Por otro lado, al participar en una comunidad religiosa o espiritual, se percibe apoyo del grupo y se desarrolla el sentido de pertenencia. Además, es común que los adolescentes tengan amigos y amigas en ese colectivo y que los padres se conozcan entre ellos. En esta línea, las y los adolescentes más involucrados en prácticas religiosas tienen (en etapas posteriores de medición) pares con menos problemas de conducta, lo que se asocia a un bajo consumo de sustancias y mejor desempeño escolar (por ejemplo, Glanville, Sikkink y Hernández, 2008; Manlove et al., 2008). 

En relación a los valores/actitudes, estos también se asocian a la adherencia a ciertos principios que se vinculan a conductas menos riesgosa (consumo de sustancias, conductas delictuales, actividad sexual temprana). Cabe destacar que los valores son metas que guían la vida, mientras que las actitudes son evaluaciones positivas o negativas de ideas, comportamientos o personas (Maio, Olson & Cheung, 2013). Además, las PER se asocian a autorregulación y autocontrol que, a la vez, predicen comportamientos más adaptativos. “Esto probablemente pasa porque los adolescentes tienen más conductas de automonitoreo”, dice la Dra. Soledad Coo, “en otras palabras, que evalúan cómo están en relación a ciertos estándares de valores y normas. Por otro lado, también pueden tener la sensación de que una entidad sobrenatural está presente y eso los lleva a monitorear su conducta”. 
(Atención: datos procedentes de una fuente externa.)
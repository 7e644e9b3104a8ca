//! Property-based tests for the persisted encodings
//!
//! These verify that type sets and address records survive a save/load
//! cycle for any mix of transports and parameters.

use proptest::prelude::*;
use xwcomms_core::{AddrRecord, ConnType, ConnTypeSet, MqttDevId};

/// Any subset of the real transports (never NONE)
fn arb_conn_type_set() -> impl Strategy<Value = ConnTypeSet> {
    prop::collection::vec(1u8..=8, 0..8).prop_map(|ordinals| {
        ordinals
            .into_iter()
            .filter_map(ConnType::from_ordinal)
            .collect()
    })
}

fn arb_short_string() -> impl Strategy<Value = String> {
    prop::string::string_regex(r"[a-zA-Z0-9:.+\-]{0,40}").unwrap()
}

/// Address with every parameter bundle filled in, whatever is active
fn arb_addr_record() -> impl Strategy<Value = AddrRecord> {
    (
        arb_conn_type_set(),
        (arb_short_string(), arb_short_string(), any::<u32>(), any::<u16>()),
        (any::<bool>(), any::<bool>()),
        (arb_short_string(), arb_short_string()),
        (arb_short_string(), any::<u16>()),
        arb_short_string(),
        any::<u64>(),
    )
        .prop_map(
            |(types, (invite, host, ip, port), (seeks, advertise), (bt_name, bt_addr), (phone, sms_port), mac, dev_id)| {
                let mut addr = AddrRecord::new();
                for conn_type in types.iter() {
                    addr.add_type(conn_type);
                }
                addr.relay.invite = invite;
                addr.relay.host = host.clone();
                addr.relay.ip_addr = ip;
                addr.relay.port = port;
                addr.relay.seeks_public_room = seeks;
                addr.relay.advertise_room = advertise;
                addr.bt.host_name = bt_name;
                addr.bt.bt_addr = bt_addr;
                addr.sms.phone = phone;
                addr.sms.port = sms_port;
                addr.p2p.mac_addr = mac;
                addr.mqtt.dev_id = MqttDevId::new(dev_id);
                addr.ip_direct.host_name = host;
                addr.ip_direct.ip_addr = ip;
                addr.ip_direct.port = port;
                addr
            },
        )
}

proptest! {
    /// Property: decode(encode(S)) == S for every set without NONE
    #[test]
    fn conn_type_set_round_trips(set in arb_conn_type_set()) {
        prop_assert_eq!(ConnTypeSet::from_bits(set.to_bits()), set);
        prop_assert_eq!(ConnTypeSet::from_raw_bits(set.raw_bits()), set);
    }

    /// Property: adding NONE never changes a set
    #[test]
    fn adding_none_is_a_no_op(set in arb_conn_type_set()) {
        let mut with_none = set;
        prop_assert!(!with_none.add(ConnType::None));
        prop_assert_eq!(with_none, set);
        prop_assert!(!with_none.contains(ConnType::None));
    }

    /// Property: display order is always a subsequence of the usability order
    #[test]
    fn display_order_is_stable(set in arb_conn_type_set()) {
        let order: Vec<ConnType> = set.display_types().into_iter().collect();
        let mut positions = order
            .iter()
            .map(|t| ConnType::DISPLAY_ORDER.iter().position(|d| d == t).unwrap());
        let mut last = None;
        for pos in &mut positions {
            prop_assert!(last.map_or(true, |prev| pos > prev));
            last = Some(pos);
        }
        prop_assert_eq!(order.len(), set.len());
    }

    /// Property: address records survive a save/load cycle byte for byte
    #[test]
    fn addr_record_round_trips(addr in arb_addr_record()) {
        let bytes = addr.to_bytes().unwrap();
        let decoded = AddrRecord::from_bytes(&bytes).unwrap();
        prop_assert_eq!(&decoded, &addr);
        prop_assert_eq!(decoded.to_bytes().unwrap(), bytes);
    }

    /// Property: an address never "changes" relative to its own copy,
    /// except while its relay room is unset
    #[test]
    fn identical_addresses_dont_matter(addr in arb_addr_record()) {
        let unset_room = addr.contains(ConnType::Relay) && addr.relay.invite.is_empty();
        prop_assert_eq!(addr.changes_matter(&addr.clone()), unset_room);
    }
}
En general, los estudios muestran que más que el involucramiento en prácticas religiosas –ir a misa u otro hito similar–, es la internalización de estos aspectos espirituales, es decir, la apropiación de una visión que se incorpora en el mundo, lo que predice el bienestar emocional y otros indicadores positivos. En esta línea, la espiritualidad (no solo las prácticas religiosas) se asocia a una mejor autoestima, gratitud y sentido o propósito en la vida.

“La espiritualidad en las y los adolescentes es particularmente beneficiosa, porque es una etapa de cambios y cuestionamientos, asociada al desarrollo de la identidad”, concluye la investigadora del Centro de Apego y Regulación Emocional (CARE). “En esta etapa, es común que las personas se cuestionen qué aspectos y cosas son importantes para ellos, y también su actuar. En esta línea, se ha visto que el tener una vivencia, visión o experiencia espiritual es un factor protector en la adolescencia”.